Applies to: Microsoft Graph and Exchange Web Services (EWS) application connections

When using application permissions in either Microsoft Graph or EWS, the default behavior grants the application access to all mailboxes in the tenant. To comply with the principle of least privilege and minimize security exposure, Microsoft now recommends using Role-Based Access Control (RBAC) for Applications to limit this access.

⚠️ Important: Microsoft is deprecating support for Application Access Policies. RBAC for Applications is the preferred and future-proof method for controlling mailbox access via application permissions.
Learn more in Microsoft’s announcement.


Prerequisites

To proceed, ensure you have the following:

  • A mail-enabled security group in Microsoft 365. Only users in this group will be accessible by the application.

  • Exchange Online PowerShell access with appropriate permissions.

  • The Application (client) ID and Object ID for the Riva Enterprise Application, found in Azure Active Directory > Enterprise Applications.


Step-by-Step: Restricting Mailbox Access with RBAC

1. Connect to Exchange Online via PowerShell

If you haven’t connected yet, follow Microsoft’s guide:
👉 Connect to Exchange Online PowerShell


2. Identify the Mail-Enabled Security Group

You’ll need the Distinguished Name (DN) of the security group Riva users belong to.

Get-Group "YourGroupName" | Select-Object -Property DistinguishedName

📝 Only mail-enabled security groups are supported. Microsoft 365 groups, distribution groups, and security-only groups may not work properly with this method.

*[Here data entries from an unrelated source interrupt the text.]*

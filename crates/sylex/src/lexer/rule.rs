//! The compiled lexer rule: an immutable DFA table plus per-symbol metadata.
//!
//! Produced once per grammar version and safely shared (read-only) by any
//! number of readers on independent threads.

use compact_str::CompactString;
use smallvec::SmallVec;
use std::sync::Arc;

use super::action::Action;
use super::reader::{ReaderStrategy, TokenReader};
use crate::grammar::{ContextId, ContextKind};

/// State index in the DFA. u32 is sufficient for all practical table sizes.
#[derive(Debug, Clone, Copy, PartialEq, Eq, Hash)]
pub(crate) struct StateId(pub(crate) u32);

impl StateId {
    pub(crate) const fn index(self) -> usize {
        self.0 as usize
    }
}

/// One DFA state: disjoint, sorted transition ranges and the accepting
/// symbol indices ordered by priority (ascending definition order; synthetic
/// trailing markers sort after every real symbol).
#[derive(Debug, Clone, Default)]
pub(crate) struct DfaState {
    /// `(lo, hi, target)`: inclusive codepoint ranges, disjoint and sorted
    /// by `lo` for binary search.
    pub(crate) transitions: Vec<(u32, u32, StateId)>,
    pub(crate) accepting: SmallVec<[u32; 2]>,
}

impl DfaState {
    /// Binary search the sorted ranges for the one containing `c`.
    pub(crate) fn transition(&self, c: char) -> Option<StateId> {
        let cp = c as u32;
        self.transitions
            .binary_search_by(|&(lo, hi, _)| {
                if cp < lo {
                    std::cmp::Ordering::Greater
                } else if cp > hi {
                    std::cmp::Ordering::Less
                } else {
                    std::cmp::Ordering::Equal
                }
            })
            .ok()
            .map(|idx| self.transitions[idx].2)
    }
}

/// Per-symbol metadata carried by the compiled rule.
pub(crate) struct SymbolMeta {
    pub(crate) id: Option<CompactString>,
    pub(crate) order: u32,
    /// Raw sign-overloaded trailing value; translated to [`Trailing`] at the
    /// point of consumption.
    pub(crate) trailing: Option<i32>,
    pub(crate) action: Action,
}

/// Explicit form of the sign-overloaded trailing value.
///
/// The raw encoding conflates two meanings: a positive value is the fixed
/// length of the *leading* part, anything else is the negated fixed length
/// of the *trailing* part. The translation keeps the strict `> 0` test, so
/// a raw value of exactly `0` lands in `FixedTail(0)`.
#[derive(Debug, Clone, Copy, PartialEq, Eq)]
pub enum Trailing {
    /// No trailing context.
    None,
    /// The leading part has this fixed length; everything matched beyond it
    /// was lookahead.
    FixedLead(u32),
    /// The lookahead has this fixed length and is trimmed off the end of
    /// the match.
    FixedTail(u32),
}

impl Trailing {
    #[must_use]
    pub(crate) fn from_raw(raw: Option<i32>) -> Self {
        match raw {
            None => Self::None,
            Some(t) if t > 0 => Self::FixedLead(t.unsigned_abs()),
            Some(t) => Self::FixedTail(t.unsigned_abs()),
        }
    }
}

/// The immutable compiled lexer rule.
///
/// The reader consumes this purely as a read-only table: transitions,
/// per-state accepting lists, per-symbol trailing/action metadata, and the
/// boundary `symbols.len()` separating real symbols from synthetic trailing
/// markers. Construction happens in [`Grammar::rule`](crate::Grammar::rule).
pub struct LexerRule {
    pub(crate) states: Vec<DfaState>,
    /// Designated start state per context.
    pub(crate) start_states: Vec<StateId>,
    pub(crate) symbols: Vec<SymbolMeta>,
    pub(crate) marker_count: u32,
    pub(crate) contexts: Vec<(CompactString, ContextKind)>,
    /// End-of-file symbol per context, when declared.
    pub(crate) eof_symbols: Vec<Option<u32>>,
}

impl LexerRule {
    /// Number of real symbols; accepting indices at or above this boundary
    /// are synthetic trailing markers and never yield tokens.
    #[must_use]
    pub fn symbol_count(&self) -> usize {
        self.symbols.len()
    }

    /// Number of synthetic trailing-context markers in the table.
    #[must_use]
    pub const fn marker_count(&self) -> u32 {
        self.marker_count
    }

    #[must_use]
    pub fn state_count(&self) -> usize {
        self.states.len()
    }

    #[must_use]
    pub fn context_count(&self) -> usize {
        self.contexts.len()
    }

    /// Look up a context by label.
    #[must_use]
    pub fn context(&self, label: &str) -> Option<ContextId> {
        self.contexts
            .iter()
            .position(|(l, _)| l == label)
            .map(|i| ContextId(u32::try_from(i).unwrap_or(u32::MAX)))
    }

    /// Whether any symbol carries a trailing-context value.
    #[must_use]
    pub fn has_trailing(&self) -> bool {
        self.symbols.iter().any(|s| s.trailing.is_some())
    }

    /// A longest-match reader over `source` bound to this rule, with
    /// trailing-context bookkeeping when the rule needs it. Clone the `Arc`
    /// to keep a handle or to serve several readers.
    #[must_use]
    pub fn reader<'s>(self: Arc<Self>, source: &'s str) -> TokenReader<'s> {
        let strategy = if self.has_trailing() {
            ReaderStrategy::TrailingContext
        } else {
            ReaderStrategy::LongestMatch
        };
        TokenReader::new(self, source, strategy)
    }

    /// A reader honoring [`crate::ActionDecision::Reject`].
    #[must_use]
    pub fn rejectable_reader<'s>(self: Arc<Self>, source: &'s str) -> TokenReader<'s> {
        TokenReader::new(self, source, ReaderStrategy::Rejectable)
    }

    pub(crate) fn start_state(&self, context: ContextId) -> StateId {
        self.start_states[context.index()]
    }

    pub(crate) fn state(&self, id: StateId) -> &DfaState {
        &self.states[id.index()]
    }

    pub(crate) fn eof_symbol(&self, context: ContextId) -> Option<u32> {
        self.eof_symbols[context.index()]
    }

    pub(crate) fn is_real(&self, accepting_index: u32) -> bool {
        (accepting_index as usize) < self.symbols.len()
    }
}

3. Create a Management Scope

Create a custom scope that limits access to the selected group:

New-ManagementScope -Name "RivaSyncScope" -RecipientRestrictionFilter {memberofGroup -eq "CN=GroupName,OU=domain.onmicrosoft.com,OU=Microsoft Exchange Hosted Organizations,DC=...,DC=COM"}
  • Replace the value in memberofGroup with the DN obtained in Step 2.

  • The scope limits the application to only mailboxes in this group.


4. Create a Service Principal for the Application

New-ServicePrincipal -AppId <ApplicationId> -ObjectId <ObjectId> -DisplayName "RBAC RivaSync"

Replace <ApplicationId> and <ObjectId> with values from your Riva Azure Enterprise Application.


5. Assign the Application Role with Scope

New-ManagementRoleAssignment -Name "RBAC RivaSync" -Role "Application EWS.AccessAsApp" -App <ApplicationId> -CustomResourceScope "RivaSyncScope"
Parameter Description
Name A label for the assignment.
Role Use Application EWS.AccessAsApp for EWS. For Graph, this role is still required to scope access.
App The Application (client) ID.
CustomResourceScope Scope name from Step 3.

6. Test the Scope Assignment

Verify the setup using the following command:

Test-ServicePrincipalAuthorization -Identity "RBAC RivaSync" -Resource user@example.com | Format-Table
  • Replace user@example.com with a mailbox belonging to the security group.

Note: It may take up to 30 minutes for the scope permissions to take effect.


Outcome

After completing these steps, Riva will only be able to access the mailboxes of users who are part of the specified mail-enabled security group. This approach offers a secure, supportable method of limiting mailbox access when using application permissions for Microsoft Graph or EWS integrations.